Abstract
Background and Research Objective: Atrial fibrillation (AF) is a public health burden associated with stroke, cardiomyopathy, and diminished quality of life (QOL). Although surveys suggest that AF impairs physical functioning and mental health, little is known about patients' experiences contributing to those findings. Understanding patients' experiences of living with AF may provide a foundation for interventions to improve QOL. In this qualitative descriptive study, we describe the experience of living with recurrent symptomatic AF from patients' perspectives.
Subjects and Methods: Seven women and 8 men, recruited from a Midwest medical center, with a mean age of 59.8 (SD, 14.5) years, diagnosed with recurrent symptomatic AF, participated in open-ended interviews. Data were analyzed by qualitative descriptive methods.
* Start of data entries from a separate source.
use candle_core::{DType, Device};
use tracing::{info, warn};

use crate::error::CoreResult;

/// Selects the compute device for inference.
///
/// With the `cuda` feature and `prefer_gpu`, CUDA device `cuda_device_id` is
/// tried first, then Metal with the `metal` feature. Any failure falls back
/// to the CPU.
pub fn select_device(prefer_gpu: bool, #[allow(unused_variables)] cuda_device_id: usize) -> CoreResult<Device> {
    #[cfg(feature = "cuda")]
    if prefer_gpu {
        match Device::new_cuda(cuda_device_id) {
            Ok(dev) => {
                info!(cuda_device_id, "Using CUDA device");
                return Ok(dev);
            }
            Err(e) => warn!(error = %e, "CUDA unavailable, falling back to CPU"),
        }
    }

    #[cfg(feature = "metal")]
    if prefer_gpu {
        match Device::new_metal(0) {
            Ok(dev) => {
                info!("Using Metal device");
                return Ok(dev);
            }
            Err(e) => warn!(error = %e, "Metal unavailable, falling back to CPU"),
        }
    }

    #[cfg(not(any(feature = "cuda", feature = "metal")))]
    if prefer_gpu {
        warn!("GPU requested but psyllm was built without the `cuda` or `metal` feature");
    }
    info!("Using CPU device");
    Ok(Device::Cpu)
}

/// Weight dtype for a device: bf16 on accelerators, f32 on the CPU.
pub fn dtype_for(device: &Device) -> DType {
    if device.is_cpu() {
        DType::F32
    } else {
        DType::BF16
    }
}

/// Human-readable device label for logs.
pub fn device_name(device: &Device) -> &'static str {
    match device {
        Device::Cpu => "CPU",
        Device::Cuda(_) => "CUDA",
        Device::Metal(_) => "Metal",
    }
}

#[cfg(test)]
mod tests {
    use super::*;

    #[test]
    fn no_gpu_returns_cpu() {
        let device = select_device(false, 0).unwrap();
        assert!(matches!(device, Device::Cpu));
    }

    #[test]
    fn gpu_request_without_features_falls_back() {
        #[cfg(not(any(feature = "cuda", feature = "metal")))]
        {
            let device = select_device(true, 0).unwrap();
            assert!(matches!(device, Device::Cpu));
        }
    }

    #[test]
    fn cpu_uses_f32() {
        assert_eq!(dtype_for(&Device::Cpu), DType::F32);
        assert_eq!(device_name(&Device::Cpu), "CPU");
    }
}
//! # psyllm-core
//!
//! Inference-side building blocks for PsyLLM.
//!
//! The centre of the crate is [`split`]: after a reasoning model finishes
//! generating, its output ids are partitioned at the last `</think>`
//! delimiter into a thinking trace and a user-facing answer, and each span
//! is decoded separately.
//!
//! ```
//! use psyllm_core::split::split;
//!
//! let segments = split(&[10, 20, 151668, 30, 40], 151668);
//! assert_eq!(segments.thinking, &[10, 20, 151668]);
//! assert_eq!(segments.content, &[30, 40]);
//! ```
//!
//! Everything else (tokenizer wrapper, Qwen3 chat template, Qwen3 generator,
//! device selection) exists to produce the id sequence the splitter consumes.
//!
//! ## Feature Flags
//!
//! | Flag | Effect |
//! |---|---|
//! | `cuda` | Enable CUDA GPU acceleration |
//! | `metal` | Enable Apple Metal GPU acceleration |

pub mod chat_template;
pub mod delimiter;
pub mod device;
pub mod error;
pub mod model;
pub mod qwen3;
pub mod split;
pub mod tokenizer;

pub use delimiter::{DelimiterSpec, ThinkDelimiter};
pub use device::select_device;
pub use error::{CoreError, CoreResult};
pub use model::{Decoder, GenerateInput, GenerateOutput, Generator, ModelConfig, SamplingParams};
pub use qwen3::Qwen3Model;
pub use split::{split, ResponseSplitter, Segments, SplitResponse};
pub use tokenizer::Tokenizer;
Results and Conclusions: Themes were identified that reveal experiences of living with recurrent symptomatic AF over time and how AF may diminish QOL. Themes included (1) finding the meaning of symptoms, (2) feeling uninformed and unsupported, (3) turning points, (4) steering clear of AF, (5) managing unpredictable and function limiting symptoms, (6) emotional distress, and (7) accommodation to AF tempered with hope for a cure. Participants experienced delays in diagnosis and minimization of their concerns by clinicians and others and did not receive counseling regarding the nature of AF and self-management. Strategies to manage AF and its symptoms were learned through trial and error and were transiently effective. Support for coping with the emotional burden of AF was lacking. Interventions to improve recognition of AF symptoms and promote prompt evaluation and treatment are needed. Psychoeducational programs to teach patients and families about the nature of AF, guide self-management, and address the emotional burden of AF need to be developed and tested.